The "Tools" button allowed the user to set source and destination devices and the type of operation to be performed, including image file generation, copying discs to images, and copying a SCSI device to the CD recorder.

The "Contents" button showed disc information, including the number and type of tracks, the number of sessions, and the total disc time.

The "Settings" window allowed the user to set up and choose the reader and recorder, any SCSI hard drive to be used, and the Kodak Disc Transporter, if attached.

==Unique features==
CDRWIN was known for its unique features such as analyzing the TOC of a CD. It is also one of the programs which introduced the cue sheet format.
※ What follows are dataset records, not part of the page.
#[cfg(test)]
mod usecase_tests {
    use crate::application::config::StoreConfig;
    use crate::application::list_history::ListHistoryUseCase;
    use crate::application::list_products::ListProductsUseCase;
    use crate::application::outcome::ItemStatus;
    use crate::application::record_purchase::{PurchaseItemInput, RecordPurchaseUseCase};
    use crate::application::register_products::{ProductInput, RegisterProductsUseCase};
    use crate::domain::entities::{History, Product, Purchase};
    use crate::domain::repository::{HistoryRepository, ProductRepository, PurchaseRepository};
    use crate::error::{StoreError, StoreResult};
    use std::sync::{Arc, Mutex};

    /// In-memory repository used to exercise the use cases without a
    /// running document store. Write failures can be injected per
    /// collection; each injected failure fires once.
    #[derive(Clone, Default)]
    struct InMemoryStore {
        purchases: Arc<Mutex<Vec<Purchase>>>,
        histories: Arc<Mutex<Vec<History>>>,
        products: Arc<Mutex<Vec<Product>>>,
        purchase_attempts: Arc<Mutex<u32>>,
        fail_purchase_writes: Arc<Mutex<u32>>,
        fail_history_writes: Arc<Mutex<u32>>,
    }

    fn injected_failure() -> StoreError {
        StoreError::Database(mongodb::error::Error::custom("injected write failure"))
    }

    impl PurchaseRepository for InMemoryStore {
        async fn create(&self, purchase: &Purchase) -> StoreResult<()> {
            *self.purchase_attempts.lock().unwrap() += 1;
            {
                let mut remaining = self.fail_purchase_writes.lock().unwrap();
                if *remaining > 0 {
                    *remaining -= 1;
                    return Err(injected_failure());
                }
            }
            self.purchases.lock().unwrap().push(purchase.clone());
            Ok(())
        }
    }

    impl HistoryRepository for InMemoryStore {
        async fn create(&self, history: &History) -> StoreResult<()> {
            {
                let mut remaining = self.fail_history_writes.lock().unwrap();
                if *remaining > 0 {
                    *remaining -= 1;
                    return Err(injected_failure());
                }
            }
            self.histories.lock().unwrap().push(history.clone());
            Ok(())
        }

        async fn list_all(&self) -> StoreResult<Vec<History>> {
            Ok(self.histories.lock().unwrap().clone())
        }

        async fn list_by_client(&self, client_id: &str) -> StoreResult<Vec<History>> {
            Ok(self
                .histories
                .lock()
                .unwrap()
                .iter()
                .filter(|h| h.client_id == client_id)
                .cloned()
                .collect())
        }
    }

    impl ProductRepository for InMemoryStore {
        async fn create(&self, product: &Product) -> StoreResult<()> {
            self.products.lock().unwrap().push(product.clone());
            Ok(())
        }

        async fn list_all(&self) -> StoreResult<Vec<Product>> {
            Ok(self.products.lock().unwrap().clone())
        }
    }

    fn purchase_item(client_id: &str, card_number: &str) -> PurchaseItemInput {
        PurchaseItemInput {
            client_id: Some(client_id.to_string()),
            client_name: Some("Han Solo".to_string()),
            total_to_pay: Some(1000.0),
            card_number: Some(card_number.to_string()),
            card_holder_name: Some("Han Solo".to_string()),
            value: Some(1000.0),
            cvv: Some(123),
            exp_date: Some("12/2030".to_string()),
        }
    }

    fn record_use_case(
        store: &InMemoryStore,
        config: StoreConfig,
    ) -> RecordPurchaseUseCase<InMemoryStore, InMemoryStore> {
        RecordPurchaseUseCase::new(
            Arc::new(store.clone()),
            Arc::new(store.clone()),
            Arc::new(config),
        )
    }

    #[tokio::test]
    async fn test_valid_batch_creates_paired_records() {
        let store = InMemoryStore::default();
        let use_case = record_use_case(&store, StoreConfig::default());

        let outcome = use_case
            .execute(vec![
                purchase_item("c1", "1234567890123456"),
                purchase_item("c2", "9999888877776666"),
            ])
            .await;

        assert!(outcome.all_succeeded());
        assert_eq!(outcome.recorded_count(), 2);

        let purchases = store.purchases.lock().unwrap();
        let histories = store.histories.lock().unwrap();
        assert_eq!(purchases.len(), 2);
        assert_eq!(histories.len(), 2);
        for (purchase, history) in purchases.iter().zip(histories.iter()) {
            assert_eq!(purchase.purchase_id, history.purchase_id);
            assert_eq!(purchase.client_id, history.client_id);
        }
    }

    #[tokio::test]
    async fn test_redaction_end_to_end() {
        let store = InMemoryStore::default();
        let use_case = record_use_case(&store, StoreConfig::default());

        use_case
            .execute(vec![purchase_item("c1", "1234567890123456")])
            .await;

        let purchases = store.purchases.lock().unwrap();
        let histories = store.histories.lock().unwrap();
        assert_eq!(
            purchases[0].credit_card.card_number.as_str(),
            "1234567890123456"
        );
        assert_eq!(histories[0].card_number, "**** **** **** 3456");
    }

    #[tokio::test]
    async fn test_batch_independence_with_invalid_card() {
        let store = InMemoryStore::default();
        let use_case = record_use_case(&store, StoreConfig::default());

        let outcome = use_case
            .execute(vec![
                purchase_item("c1", "1234567890123456"),
                // 15 digits
                purchase_item("c2", "123456789012345"),
                purchase_item("c3", "9999888877776666"),
            ])
            .await;

        assert!(!outcome.all_succeeded());
        assert_eq!(outcome.items[0].status, ItemStatus::Recorded);
        assert_eq!(outcome.items[1].status, ItemStatus::Rejected);
        assert_eq!(outcome.items[2].status, ItemStatus::Recorded);
        assert!(
            outcome.items[1]
                .error
                .as_deref()
                .unwrap()
                .contains("16 digits")
        );

        assert_eq!(store.purchases.lock().unwrap().len(), 2);
        assert_eq!(store.histories.lock().unwrap().len(), 2);
    }

    #[tokio::test]
    async fn test_missing_field_is_rejected_per_item() {
        let store = InMemoryStore::default();
        let use_case = record_use_case(&store, StoreConfig::default());

        let mut item = purchase_item("c1", "1234567890123456");
        item.cvv = None;

        let outcome = use_case.execute(vec![item]).await;

        assert_eq!(outcome.rejected_count(), 1);
        assert!(outcome.items[0].error.as_deref().unwrap().contains("cvv"));
        assert!(store.purchases.lock().unwrap().is_empty());
    }

    #[tokio::test]
    async fn test_purchase_write_failure_skips_history() {
        let store = InMemoryStore::default();
        *store.fail_purchase_writes.lock().unwrap() = 1;
        let use_case = record_use_case(&store, StoreConfig::without_retries());

        let outcome = use_case
            .execute(vec![purchase_item("c1", "1234567890123456")])
            .await;

        assert_eq!(outcome.failed_count(), 1);
        assert!(
            outcome.items[0]
                .error
                .as_deref()
                .unwrap()
                .starts_with("purchase write failed")
        );
        assert!(store.purchases.lock().unwrap().is_empty());
        assert!(store.histories.lock().unwrap().is_empty());
    }

    #[tokio::test]
    async fn test_history_write_failure_is_reported() {
        let store = InMemoryStore::default();
        *store.fail_history_writes.lock().unwrap() = 1;
        let use_case = record_use_case(&store, StoreConfig::without_retries());

        let outcome = use_case
            .execute(vec![purchase_item("c1", "1234567890123456")])
            .await;

        // The purchase persisted; the item still counts as failed
        assert_eq!(outcome.failed_count(), 1);
        assert!(
            outcome.items[0]
                .error
                .as_deref()
                .unwrap()
                .contains("history write failed")
        );
        assert_eq!(store.purchases.lock().unwrap().len(), 1);
        assert!(store.histories.lock().unwrap().is_empty());
    }

    #[tokio::test]
    async fn test_retry_reuses_purchase_id() {
        let store = InMemoryStore::default();
        *store.fail_purchase_writes.lock().unwrap() = 1;
        let use_case = record_use_case(&store, StoreConfig::default());

        let outcome = use_case
            .execute(vec![purchase_item("c1", "1234567890123456")])
            .await;

        assert!(outcome.all_succeeded());
        assert_eq!(*store.purchase_attempts.lock().unwrap(), 2);

        let purchases = store.purchases.lock().unwrap();
        assert_eq!(purchases.len(), 1);
        assert_eq!(outcome.items[0].purchase_id, Some(purchases[0].purchase_id));
    }

    #[tokio::test]
    async fn test_empty_batch_succeeds() {
        let store = InMemoryStore::default();
        let use_case = record_use_case(&store, StoreConfig::default());

        let outcome = use_case.execute(vec![]).await;

        assert!(outcome.all_succeeded());
        assert!(outcome.items.is_empty());
    }

    #[tokio::test]
    async fn test_list_history_filters_by_client() {
        let store = InMemoryStore::default();
        let record = record_use_case(&store, StoreConfig::default());
        record
            .execute(vec![
                purchase_item("alice", "1234567890123456"),
                purchase_item("alice", "9999888877776666"),
                purchase_item("bob", "1111222233334444"),
            ])
            .await;

        let use_case = ListHistoryUseCase::new(Arc::new(store.clone()));

        let all = use_case.list_all().await.unwrap();
        assert_eq!(all.len(), 3);

        let alice = use_case.list_for_client("alice").await.unwrap();
        assert_eq!(alice.len(), 2);
        assert!(alice.iter().all(|h| h.client_id == "alice"));

        let unknown = use_case.list_for_client("nobody").await.unwrap();
        assert!(unknown.is_empty());
    }

    #[tokio::test]
    async fn test_product_round_trip() {
        let store = InMemoryStore::default();
        let register = RegisterProductsUseCase::new(
            Arc::new(store.clone()),
            Arc::new(StoreConfig::default()),
        );

        let outcome = register
            .execute(vec![ProductInput {
                title: "Millennium Falcon model".to_string(),
                price: 129.9,
                zipcode: "38400000".to_string(),
                seller: "Lando".to_string(),
                thumbnail_hd: "https://example.com/falcon.jpg".to_string(),
                date: "2024-06-01".to_string(),
            }])
            .await;
        assert!(outcome.all_succeeded());

        let list = ListProductsUseCase::new(Arc::new(store.clone()));
        let products = list.list_all().await.unwrap();
        assert_eq!(products.len(), 1);
        assert_eq!(products[0].title, "Millennium Falcon model");
        assert_eq!(products[0].price, 129.9);
        assert_eq!(products[0].zipcode, "38400000");
        assert_eq!(products[0].seller, "Lando");
        assert_eq!(products[0].thumbnail_hd, "https://example.com/falcon.jpg");
        assert_eq!(products[0].date, "2024-06-01");
    }
}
==PlayStation TOC Protection==
CDRWIN was mostly used during the PlayStation era. People could back up PlayStation games quickly and easily, and soon discovered that its unique cue sheet operations allowed them to alter the TOC for any CD being duplicated provided that the CD writer supported writing invalid TOCs. Most CD burning software could not make copies or images of the CD if the TOC was invalid.

This problem was overcome when CDRWIN was released, and duplication was made more accessible when Nero Burning ROM was updated to support this type of copying.